The phase shift doesn’t matter in differential demodulated systems.

To sum up:

Frequency offset results in ICI.
This is “white noise” interference.

Time offset results in

a) ISI, if offset results in taking values from other symbols.
This is also "white" interference.

b) phase shift, if offset results in taking values from the
cyclic prefix. This results in a "circle" structure, as the
phase shift is higher for subcarriers of higher frequency.

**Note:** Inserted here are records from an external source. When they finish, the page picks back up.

//! Custom Axum extractors

use std::convert::Infallible;
use std::sync::Arc;

use axum::extract::{FromRequestParts, Path};
use axum::http::header;
use axum::http::request::Parts;
use lms_core::Role;
use serde::de::DeserializeOwned;
use uuid::Uuid;

use super::error::ApiError;
use crate::db::{DbError, User, UserRepo};
use crate::session::token_from_cookie_header;
use crate::state::AppState;

/// Session attached to the request, if any. Never rejects.
#[derive(Debug, Clone, Copy, Default)]
pub struct SessionCtx {
    pub token: Option<Uuid>,
    pub user_id: Option<i64>,
}

impl FromRequestParts<Arc<AppState>> for SessionCtx {
    type Rejection = Infallible;

    async fn from_request_parts(parts: &mut Parts, state: &Arc<AppState>) -> Result<Self, Self::Rejection> {
        if let Some(ctx) = parts.extensions.get::<SessionCtx>() {
            return Ok(*ctx);
        }

        let token = parts
            .headers
            .get_all(header::COOKIE)
            .iter()
            .filter_map(|value| value.to_str().ok())
            .find_map(|value| token_from_cookie_header(value, &state.cookie_name));

        let ctx = match token {
            Some(token) => match state.sessions.touch(token).await {
                Some(info) => SessionCtx {
                    token: Some(info.token),
                    user_id: info.user_id,
                },
                None => SessionCtx::default(),
            },
            None => SessionCtx::default(),
        };

        parts.extensions.insert(ctx);
        Ok(ctx)
    }
}

/// Logged-in user. Rejects with a redirect to the login page.
#[derive(Debug, Clone)]
pub struct CurrentUser {
    pub user: User,
    pub token: Uuid,
}

impl CurrentUser {
    /// Keep the user only if they hold `role`.
    pub fn require(self, role: Role) -> Result<Self, ApiError> {
        if self.user.is(role) {
            Ok(self)
        } else {
            Err(ApiError::forbidden(format!(
                "This page is only available to the {} role.",
                role.label().to_lowercase()
            )))
        }
    }
}

impl FromRequestParts<Arc<AppState>> for CurrentUser {
    type Rejection = ApiError;

    async fn from_request_parts(parts: &mut Parts, state: &Arc<AppState>) -> Result<Self, Self::Rejection> {
        let ctx = match SessionCtx::from_request_parts(parts, state).await {
            Ok(ctx) => ctx,
            Err(never) => match never {},
        };

        let (Some(token), Some(user_id)) = (ctx.token, ctx.user_id) else {
            return Err(ApiError::Unauthenticated);
        };

        match UserRepo::new(&state.pool).get(user_id).await {
            Ok(user) => Ok(Self { user, token }),
            Err(DbError::NotFound { .. }) => {
                // Account deleted while logged in
                state.sessions.destroy(token).await;
                Err(ApiError::Unauthenticated)
            }
            Err(e) => Err(e.into()),
        }
    }
}

/// Logged-in administrator
pub struct AdminUser(pub CurrentUser);

impl FromRequestParts<Arc<AppState>> for AdminUser {
    type Rejection = ApiError;

    async fn from_request_parts(parts: &mut Parts, state: &Arc<AppState>) -> Result<Self, Self::Rejection> {
        let current = CurrentUser::from_request_parts(parts, state).await?;
        Ok(Self(current.require(Role::Admin)?))
    }
}

/// Logged-in instructor
pub struct InstructorUser(pub CurrentUser);

impl FromRequestParts<Arc<AppState>> for InstructorUser {
    type Rejection = ApiError;

    async fn from_request_parts(parts: &mut Parts, state: &Arc<AppState>) -> Result<Self, Self::Rejection> {
        let current = CurrentUser::from_request_parts(parts, state).await?;
        Ok(Self(current.require(Role::Instructor)?))
    }
}

/// Logged-in student
pub struct StudentUser(pub CurrentUser);

impl FromRequestParts<Arc<AppState>> for StudentUser {
    type Rejection = ApiError;

    async fn from_request_parts(parts: &mut Parts, state: &Arc<AppState>) -> Result<Self, Self::Rejection> {
        let current = CurrentUser::from_request_parts(parts, state).await?;
        Ok(Self(current.require(Role::Student)?))
    }
}

/// Numeric path parameters. A non-numeric id is a missing page, not a
/// bad request.
pub struct PathIds<T>(pub T);

impl<S, T> FromRequestParts<S> for PathIds<T>
where
    S: Send + Sync,
    T: DeserializeOwned + Send,
{
    type Rejection = ApiError;

    async fn from_request_parts(parts: &mut Parts, state: &S) -> Result<Self, Self::Rejection> {
        match Path::<T>::from_request_parts(parts, state).await {
            Ok(Path(ids)) => Ok(Self(ids)),
            Err(_) => Err(ApiError::NotFound {
                resource: "page",
                id: parts.uri.path().to_string(),
            }),
        }
    }
}
//! Administration pages

use lms_core::Role;

use crate::db::{Course, CourseSummary, User};

use super::{action_button, escape_html, layout, or_dash, paragraphs, timestamp, Page};

pub fn users(page: &Page<'_>, users: &[User]) -> String {
    let me = page.user.map(|u| u.id);
    let mut content = String::from("<h1>Users</h1>\n");

    content.push_str("<table>\n<thead><tr><th>Username</th><th>Name</th><th>Role</th><th>Email</th><th>Created</th><th></th></tr></thead>\n<tbody>\n");
    for user in users {
        let delete = if Some(user.id) == me {
            "<span class=\"muted\">you</span>".to_string()
        } else {
            action_button(&format!("/admin/users/{}/delete", user.id), "Delete", "danger")
        };
        content.push_str(&format!(
            "<tr><td>{}</td><td>{}</td><td>{}</td><td>{}</td><td>{}</td><td>{delete}</td></tr>\n",
            escape_html(&user.username),
            or_dash(user.name.as_deref()),
            user.role.label(),
            or_dash(user.email.as_deref()),
            timestamp(&user.created_at)
        ));
    }
    content.push_str("</tbody>\n</table>\n");

    content.push_str("<h2>New user</h2>\n");
    content.push_str("<form method=\"post\" action=\"/admin/users\" class=\"stacked\">\n");
    content.push_str("<label>Username <input name=\"username\" required></label>\n");
    content.push_str("<label>Password <input name=\"password\" type=\"password\" required></label>\n");
    content.push_str("<label>Name <input name=\"name\"></label>\n");
    content.push_str("<label>Role <select name=\"role\">\n");
    for role in Role::ALL {
        let selected = if role == Role::Student { " selected" } else { "" };
        content.push_str(&format!(
            "<option value=\"{}\"{selected}>{}</option>\n",
            role.as_str(),
            role.label()
        ));
    }
    content.push_str("</select></label>\n<button type=\"submit\">Create</button>\n</form>\n");

    layout(page, "Users", &content)
}

pub fn courses(page: &Page<'_>, courses: &[CourseSummary]) -> String {
    let mut content = String::from("<h1>Manage courses</h1>\n");

    if courses.is_empty() {
        content.push_str("<p class=\"muted\">No courses yet.</p>\n");
    } else {
        content.push_str("<table>\n<thead><tr><th>Code</th><th>Title</th><th>Instructors</th><th>Students</th><th></th></tr></thead>\n<tbody>\n");
        for course in courses {
            content.push_str(&format!(
                "<tr><td><a href=\"/admin/courses/{id}\">{}</a></td><td>{}</td><td>{}</td><td>{}</td><td>{}</td></tr>\n",
                escape_html(&course.code),
                escape_html(&course.title),
                course.instructor_count,
                course.student_count,
                action_button(&format!("/admin/courses/{}/delete", course.id), "Delete", "danger"),
                id = course.id,
            ));
        }
        content.push_str("</tbody>\n</table>\n");
    }

    content.push_str("<h2>New course</h2>\n");
    content.push_str("<form method=\"post\" action=\"/admin/courses\" class=\"stacked\">\n");
    content.push_str("<label>Code <input name=\"code\" required placeholder=\"CS-101\"></label>\n");
    content.push_str("<label>Title <input name=\"title\" required></label>\n");
    content.push_str("<label>Description <textarea name=\"description\"></textarea></label>\n");
    content.push_str("<button type=\"submit\">Create</button>\n</form>\n");

    layout(page, "Manage courses", &content)
}

/// Course administration: instructor assignment and roster.
pub fn course_detail(
    page: &Page<'_>,
    course: &Course,
    instructors: &[User],
    candidates: &[User],
    students: &[User],
) -> String {
    let mut content = format!(
        "<h1>{} &middot; {}</h1>\n<p><a href=\"/courses/{}\">Open course page</a></p>\n",
        escape_html(&course.code),
        escape_html(&course.title),
        course.id
    );
    if let Some(description) = &course.description {
        content.push_str(&paragraphs(description));
    }

    content.push_str("<h2>Instructors</h2>\n");
    if instructors.is_empty() {
        content.push_str("<p class=\"muted\">No instructor assigned.</p>\n");
    } else {
        content.push_str("<ul>\n");
        for instructor in instructors {
            content.push_str(&format!(
                "<li>{} {}</li>\n",
                escape_html(instructor.display_name()),
                action_button(
                    &format!("/admin/courses/{}/instructors/{}/remove", course.id, instructor.id),
                    "Remove",
                    "danger"
                )
            ));
        }
        content.push_str("</ul>\n");
    }

    if candidates.is_empty() {
        content.push_str("<p class=\"muted\">No other instructors available.</p>\n");
    } else {
        content.push_str(&format!(
            "<form method=\"post\" action=\"/admin/courses/{}/instructors\" class=\"stacked\">\n<label>Assign instructor <select name=\"instructor_id\">\n",
            course.id
        ));
        for candidate in candidates {
            content.push_str(&format!(
                "<option value=\"{}\">{} ({})</option>\n",
                candidate.id,
                escape_html(candidate.display_name()),
                escape_html(&candidate.username)
            ));
        }
        content.push_str("</select></label>\n<button type=\"submit\">Assign</button>\n</form>\n");
    }

    content.push_str(&format!("<h2>Students ({})</h2>\n", students.len()));
    if students.is_empty() {
        content.push_str("<p class=\"muted\">Nobody is enrolled.</p>\n");
    } else {
        content.push_str("<ul>\n");
        for student in students {
            content.push_str(&format!(
                "<li>{} <span class=\"muted\">{}</span></li>\n",
                escape_html(student.display_name()),
                escape_html(&student.username)
            ));
        }
        content.push_str("</ul>\n");
    }

    layout(page, &course.code, &content)
}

The time offset effect b) is removed by differential demodulation, since
the phase shift will be the same.

The effect I am seeing is a constant phase shift for all subcarriers,
different for each OFDM symbol. Nothing that could be explained with a
frequency offset or a time offset.

I am clueless.

In general if your relative frequency offset is .01 or less, I think you
will not be affected much. But again I am not too sure for DQPSK. Again QAM
is more sensitive to these errors than QPSK.
A small frequency offset results just in a SNR degradation - my
estimation is pretty accurate.

Jens


#7

Prateek Dayal wrote:

Also for frequency offset, what really matters is not the frequency
In general if your relative frequency offset is .01 or less, I think
you will not be affected much. But again I am not too sure for DQPSK.
Again QAM is more sensitive to these errors than QPSK.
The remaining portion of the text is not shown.